I've said this elsewhere in the thread, but Cloud NAT is kind of expensive. 4.5¢ per GB increases egress costs by 37.5% (normally 12¢ per GB) plus it applies to ingress as well, which is usually free.
Sure it doesn't apply to inbound traffic through load balancers, but if you transfer a lot of data to/from external APIs (i.e. connections by the instance) that could seriously add up.
Based on my company's usage, it will almost certainly be cheaper for us to just pay the $2.92/instance/month to keep using public V4 addresses on our GKE nodes.
This is false, no it will not. AWS charges for unassigned elastic IPs. Elastic IP can be assigned to a stopped EC2 instance and you will not incur any charges.
I thought Minecraft did support IPv6? Leastwise, I don't recall having any issues recently, although I'm still running v1.13 and atop Spigot.
I do recall some issues somewhere around 1.11-ish that required passing in the option -Djava.net.preferIPv4Stack=false. The server-ip property also needs to have any ":" escaped, e.g. "\:\:"

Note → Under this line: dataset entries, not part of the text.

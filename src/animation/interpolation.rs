// Interpolation utilities

use nalgebra_glm as glm;

/// Quaternion from glTF component order (x, y, z, w)
pub fn quat_from_xyzw(v: &[f32]) -> glm::Quat {
    glm::quat(v[0], v[1], v[2], v[3])
}

pub fn quat_to_xyzw(q: &glm::Quat) -> [f32; 4] {
    [q.i, q.j, q.k, q.w]
}

/// Rotation of `angle` radians about the Z axis
pub fn quat_about_z(angle: f32) -> glm::Quat {
    glm::quat_angle_axis(angle, &glm::vec3(0.0, 0.0, 1.0))
}

/// Component-wise linear interpolation
pub fn lerp_values(a: &[f32], b: &[f32], t: f32) -> Vec<f32> {
    a.iter().zip(b.iter()).map(|(a, b)| lerp_f32(*a, *b, t)).collect()
}

/// SLERP between two xyzw quaternions
pub fn slerp_values(a: &[f32], b: &[f32], t: f32) -> Vec<f32> {
    let q1 = glm::quat_normalize(&quat_from_xyzw(a));
    let mut q2 = glm::quat_normalize(&quat_from_xyzw(b));
    // Take the short path
    if glm::quat_dot(&q1, &q2) < 0.0 {
        q2 = -q2;
    }
    let result = glm::quat_slerp(&q1, &q2, t);
    quat_to_xyzw(&result).to_vec()
}

/// Linear interpolation for scalars
pub fn lerp_f32(a: f32, b: f32, t: f32) -> f32 {
    a + (b - a) * t
}
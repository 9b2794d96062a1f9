use serde::{Deserialize, Serialize};
use std::fmt;

/// Glosses that ship with an animation clip.
pub const DEFAULT_GLOSSES: [&str; 8] = [
    "hello",
    "clap",
    "point",
    "yes",
    "no",
    "good",
    "acknowledge",
    "think",
];

/// Label of a single sign. Any string is accepted; names without a clip
/// play the procedural fallback.
#[derive(Debug, Clone, PartialEq, Eq, Hash, PartialOrd, Ord, Serialize, Deserialize)]
#[serde(transparent)]
pub struct GlossName(String);

impl GlossName {
    pub fn new(name: impl Into<String>) -> Self {
        Self(name.into())
    }

    pub fn as_str(&self) -> &str {
        &self.0
    }
}

impl fmt::Display for GlossName {
    fn fmt(&self, f: &mut fmt::Formatter<'_>) -> fmt::Result {
        f.write_str(&self.0)
    }
}

impl From<&str> for GlossName {
    fn from(s: &str) -> Self {
        Self::new(s)
    }
}

impl From<String> for GlossName {
    fn from(s: String) -> Self {
        Self(s)
    }
}
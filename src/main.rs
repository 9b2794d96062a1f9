use echo_sign::asset::{abandon_unfinished_loads, start_avatar_load, start_clip_loads};
use echo_sign::player::{Player, PlayerEvent};
use echo_sign::protocol::parse_message;
use echo_sign::settings::Settings;
use std::time::Duration;
use tokio::io::{AsyncBufReadExt, BufReader};
use tokio::sync::broadcast::error::RecvError;
use tokio::time::{Instant, MissedTickBehavior};

async fn frame_loop(player: Player, interval: Duration) {
    let mut ticker = tokio::time::interval(interval);
    ticker.set_missed_tick_behavior(MissedTickBehavior::Skip);
    let mut last = Instant::now();
    loop {
        ticker.tick().await;
        let now = Instant::now();
        player.tick(now - last);
        last = now;
    }
}

async fn wait_for_idle(player: &Player) {
    let mut events = player.subscribe();
    if !player.is_draining() {
        return;
    }
    loop {
        match events.recv().await {
            Ok(PlayerEvent::Idle) | Err(RecvError::Closed) => return,
            Ok(_) | Err(RecvError::Lagged(_)) => {}
        }
    }
}

async fn run(settings: Settings) -> anyhow::Result<()> {
    let player = Player::new(settings.playback.clone(), settings.fallback.clone());

    // Assets stream in while messages are already accepted
    let mut loads = start_clip_loads(&player, &settings.assets);
    loads.push(start_avatar_load(&player, &settings.assets));

    let frames = tokio::spawn(frame_loop(
        player.clone(),
        settings.playback.frame_interval(),
    ));

    let mut lines = BufReader::new(tokio::io::stdin()).lines();
    while let Some(line) = lines.next_line().await? {
        let line = line.trim();
        if line.is_empty() {
            continue;
        }
        match parse_message(line) {
            Ok(Some(gloss)) => {
                log::debug!("Received gloss '{}' (clip loaded: {})", gloss, player.has_clip(&gloss));
                player.enqueue(gloss);
            }
            Ok(None) => log::trace!("Ignoring message: {}", line),
            Err(e) => log::warn!("Dropping message: {}", e),
        }
    }

    // Input closed: let queued glosses finish
    wait_for_idle(&player).await;
    abandon_unfinished_loads(&loads);
    frames.abort();
    Ok(())
}

fn main() -> anyhow::Result<()> {
    env_logger::init();

    // Parse command line arguments
    let args: Vec<String> = std::env::args().collect();
    let mut settings = Settings::load();
    if args.len() > 1 {
        settings.assets.base = args[1].clone();
    }
    log::info!("Loading assets from '{}'", settings.assets.base);

    let runtime = tokio::runtime::Runtime::new()?;
    runtime.block_on(run(settings))
}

My question was directed to the OP's last statement of "Plus these games don't really support IPv6," because that doesn't match my experience.
My argument is that IF Google's cloud offerings supported IPv6, why would that not matter with a game like Minecraft? I'm pretty sure it supports IPv6.
EIPs are free and there is no plan to change that as far as we know today. You're thinking of the unused EIP penalty fee, which GCP and everyone else has long had an equivalent to.